Pero esto del género de espada y sandalia no es un invento de la industria hollywoodiense o de Cecil B. DeMille. Ahí tenemos a Mozart, que de sus 22 óperas dedicó nada menos que cinco a la Roma antigua –¡casi un cuarto de su producción! –. Ascanio in Alba, Il sogno di Scipione, Lucio Sila y Mitridate, re di Ponto son las de romanos que escribió Mozart en su juventud, pero ninguna de ellas comparable a la solidez compositiva de La clemenza di Tito.
Aunque cada vez es más frecuente encontrarla en los teatros, La clemenza no es una ópera muy programada –de hecho, es la primera vez que se representa en Bilbao–. Durante mucho tiempo fue desdeñada y considerada una obra menor y, tal vez, en cierto modo, así lo sea si se compara, por ejemplo, con La flauta mágica, compuesta casi simultáneamente. El encorsetado y algo anticuado estilo de “ópera seria” que se solicitó, el manifiesto peloteo del argumento hacia el recién coronado rey de Bohemia Leopoldo II, dedicatario de la obra, la agobiante premura del encargo, el evidente objetivo económico –que no artístico– del trabajo, los episodios febriles que anunciaban el fatídico final de Mozart que habría de llegar apenas tres meses después… Desde luego, nada de todo esto ayudó al nacimiento de una obra maestra y, sin embargo, el genio del de Salzburgo brilla en cada una de las notas de esta ópera –puede que con algo menos de luz que en otros casos pero, sea como fuere, brilla–. Además, sus páginas dejan vislumbrar un tratamiento de los personajes, un concepto de la propia ópera y otros pequeños rasgos indicadores que apuntan a que, si el destino hubiese sido más indulgente con el compositor, seguramente hubiésemos podido ver desarrollarse en Mozart un estilo totalmente nuevo, más completo, profundo, integrador y evolucionado. Pero, como nada de esto va más allá de la mera especulación, habrá que limitarse a definir esta ópera como –simplemente– “madura”.
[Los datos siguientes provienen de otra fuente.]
//! # Study Planner
//!
//! Client for a study planner backend: account registration and login, a
//! persisted session, route guarding, and an aggregated dashboard of
//! progress, subjects, tasks and study sessions.
//!
//! ## Modules
//!
//! - [`session`]: Session store, token persistence and the identity watcher
//! - [`api`]: Typed REST client for the backend
//! - [`navigation`]: Route guard and navigator
//! - [`forms`]: Login and registration forms with client-side validation
//! - [`dashboard`]: All-or-nothing dashboard loading and rendering
//! - [`config`]: TOML configuration with environment overrides
//!
//! ## Quick Start
//!
//! ```rust,no_run
//! use std::sync::Arc;
//! use study_planner::*;
//!
//! #[tokio::main]
//! async fn main() -> anyhow::Result<()> {
//!     let session = SessionStore::restore(FileTokenStorage::new(FileTokenStorage::default_path()))?;
//!     let api = Arc::new(ApiClient::new(ClientConfig::default(), session.clone())?);
//!
//!     let mut form = LoginForm::new("ada", "secret1");
//!     form.submit(&*api, &session).await?;
//!
//!     let dashboard = DashboardAggregator::new(api, session);
//!     dashboard.load().await;
//!     print!("{}", dashboard.state().await);
//!
//!     Ok(())
//! }
//! ```

pub mod api;
pub mod config;
pub mod dashboard;
pub mod forms;
pub mod navigation;
pub mod session;

#[cfg(test)]
mod testing;

// Re-export top-level types for convenience
pub use api::{ApiClient, ApiError, ApiResult, ClientConfig, StudyApi};

pub use config::{generate_default_config, Config, ConfigError, LoggingConfig};

pub use dashboard::{
    AggregateError, Dashboard, DashboardAggregator, DashboardState, DashboardView, LoadOutcome,
};

pub use forms::{FormError, LoginForm, RegisterForm, ValidationError};

pub use navigation::{authorized, Decision, Navigator, Route};

pub use session::{
    FileTokenStorage, IdentityOutcome, MemoryTokenStorage, Session, SessionError, SessionEvent,
    SessionStore, StorageError, TokenStorage,
};
//! Auth Forms
//!
//! Login and registration: validate locally, call the API, and hand the
//! returned token to the session store.

mod error;
mod login;
mod register;
mod validation;

pub use error::{FormError, FormResult, LOGIN_FALLBACK, REGISTER_FALLBACK};
pub use login::LoginForm;
pub use register::RegisterForm;
pub use validation::{
    is_valid_email, validate_login, validate_registration, ValidationError, MIN_PASSWORD_LEN,
    MIN_USERNAME_LEN,
};
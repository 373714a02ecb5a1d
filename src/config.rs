//! Configuration System
//!
//! Handles loading configuration from files and environment variables.
//! Supports TOML config files and environment variable overrides.

use serde::Deserialize;
use std::path::{Path, PathBuf};
use std::time::Duration;

use crate::api::ClientConfig;
use crate::session::FileTokenStorage;

/// Main configuration structure
#[derive(Debug, Clone, Default, Deserialize)]
pub struct Config {
    #[serde(default)]
    pub api: ApiConfig,

    #[serde(default)]
    pub session: SessionConfig,

    #[serde(default)]
    pub logging: LoggingConfig,
}

/// Backend connection settings
#[derive(Debug, Clone, Deserialize)]
pub struct ApiConfig {
    #[serde(default = "default_base_url")]
    pub base_url: String,

    /// Endpoint used to validate a stored token
    #[serde(default = "default_identity_path")]
    pub identity_path: String,

    /// 0 keeps the transport default (no timeout)
    #[serde(default = "default_request_timeout")]
    pub request_timeout_secs: u64,
}

fn default_base_url() -> String {
    "http://localhost:3000/api".to_string()
}

fn default_identity_path() -> String {
    "/profile".to_string()
}

fn default_request_timeout() -> u64 {
    0
}

impl Default for ApiConfig {
    fn default() -> Self {
        Self {
            base_url: default_base_url(),
            identity_path: default_identity_path(),
            request_timeout_secs: default_request_timeout(),
        }
    }
}

impl ApiConfig {
    pub fn to_client_config(&self) -> ClientConfig {
        ClientConfig {
            base_url: self.base_url.clone(),
            identity_path: self.identity_path.clone(),
            request_timeout: (self.request_timeout_secs > 0)
                .then(|| Duration::from_secs(self.request_timeout_secs)),
        }
    }
}

/// Token persistence settings
#[derive(Debug, Clone, Default, Deserialize)]
pub struct SessionConfig {
    /// Where the bearer token is kept (default: platform data dir)
    pub token_file: Option<PathBuf>,
}

impl SessionConfig {
    pub fn token_path(&self) -> PathBuf {
        self.token_file
            .clone()
            .unwrap_or_else(FileTokenStorage::default_path)
    }
}

/// Logging configuration
#[derive(Debug, Clone, Deserialize)]
pub struct LoggingConfig {
    #[serde(default = "default_log_level")]
    pub level: String,

    /// `pretty` or `json`
    #[serde(default = "default_log_format")]
    pub format: String,
}

fn default_log_level() -> String {
    "warn".to_string()
}

fn default_log_format() -> String {
    "pretty".to_string()
}

impl Default for LoggingConfig {
    fn default() -> Self {
        Self {
            level: default_log_level(),
            format: default_log_format(),
        }
    }
}

impl Config {
    /// Load configuration from a file
    pub fn load(path: &Path) -> Result<Self, ConfigError> {
        let content = std::fs::read_to_string(path).map_err(|e| ConfigError::Io {
            path: path.to_path_buf(),
            error: e.to_string(),
        })?;

        let config: Config = toml::from_str(&content).map_err(|e| ConfigError::Parse {
            path: path.to_path_buf(),
            error: e.to_string(),
        })?;

        Ok(config)
    }

    /// Load configuration from environment variables only
    pub fn from_env() -> Self {
        let mut config = Config::default();
        config.apply_env_overrides();
        config
    }

    /// Load configuration with environment variable overrides
    pub fn load_with_env(path: &Path) -> Result<Self, ConfigError> {
        let mut config = Self::load(path)?;
        config.apply_env_overrides();
        Ok(config)
    }

    /// Load from default locations or environment
    pub fn load_default() -> Self {
        let config_paths = [
            dirs::config_dir().map(|p| p.join("study-planner").join("config.toml")),
            Some(PathBuf::from("./config.toml")),
        ];

        for path in config_paths.iter().flatten() {
            if path.exists() {
                match Self::load_with_env(path) {
                    Ok(config) => {
                        tracing::debug!("Loaded config from {:?}", path);
                        return config;
                    }
                    Err(e) => {
                        tracing::warn!("Failed to load config from {:?}: {}", path, e);
                    }
                }
            }
        }

        tracing::debug!("Using default config with environment overrides");
        Self::from_env()
    }

    fn apply_env_overrides(&mut self) {
        self.apply_overrides(|key| std::env::var(key).ok());
    }

    /// Apply `STUDY_PLANNER_*` overrides read through `var`
    fn apply_overrides(&mut self, var: impl Fn(&str) -> Option<String>) {
        if let Some(url) = var("STUDY_PLANNER_API_URL") {
            self.api.base_url = url;
        }
        if let Some(path) = var("STUDY_PLANNER_IDENTITY_PATH") {
            self.api.identity_path = path;
        }
        if let Some(file) = var("STUDY_PLANNER_TOKEN_FILE") {
            self.session.token_file = Some(PathBuf::from(file));
        }
        if let Some(level) = var("STUDY_PLANNER_LOG_LEVEL") {
            self.logging.level = level;
        }
        if let Some(format) = var("STUDY_PLANNER_LOG_FORMAT") {
            self.logging.format = format;
        }
    }
}

/// Configuration errors
#[derive(Debug, thiserror::Error)]
pub enum ConfigError {
    #[error("Failed to read config file {path:?}: {error}")]
    Io { path: PathBuf, error: String },

    #[error("Failed to parse config file {path:?}: {error}")]
    Parse { path: PathBuf, error: String },
}

/// Generate a default config file content
pub fn generate_default_config() -> String {
    r#"# Study Planner Configuration
#
# Environment variables override these settings:
# - STUDY_PLANNER_API_URL
# - STUDY_PLANNER_IDENTITY_PATH
# - STUDY_PLANNER_TOKEN_FILE
# - STUDY_PLANNER_LOG_LEVEL
# - STUDY_PLANNER_LOG_FORMAT

[api]
# Backend base URL, including the /api prefix
base_url = "http://localhost:3000/api"

# Endpoint used to check that a saved token is still valid
identity_path = "/profile"

# Request timeout in seconds (0 = transport default, no timeout)
request_timeout_secs = 0

[session]
# Where the login token is stored
# token_file = "~/.local/share/study-planner/token"

[logging]
# Log level: trace, debug, info, warn, error
level = "warn"

# Log format: pretty or json
format = "pretty"
"#
    .to_string()
}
En cualquier caso, la oportunidad de constatar cada uno de estos detalles en directo es un privilegio que nos ha ofrecido ABAO Bilbao Opera a los pocos afortunados que, pese a las draconianas restricciones de aforo, hemos podido disfrutar estos días de las funciones en el inmenso y dolorosamente vacío auditorio del Palacio Euskalduna.
Y, desde luego, las razones para disfrutar han sido numerosas. La primera de ellas –además de la propia música de Mozart, evidentemente– han sido los cantantes. Con un elenco muy equilibrado, la obra gira alrededor del personaje de Vitellia –Vanessa Goikoetxea– y no en torno a Tito, como pudiera pensarse. La soprano duranguesa asumió esta carga con arrojo y actitud. Con voz grande y bien asentada, su canto sonó fluido y volátil, con pizpiretas coloraturas y pícaros filados. De agudo fácil y vibrante, Goikoetxea tuvo que hacer un arduo control de volumen y un finísimo trabajo de empaste en los números compartidos, sacrificio en el que salió perdiendo su registro grave. Cómoda y resuelta también en la interpretación, firmó una actuación inteligente y muy acertada.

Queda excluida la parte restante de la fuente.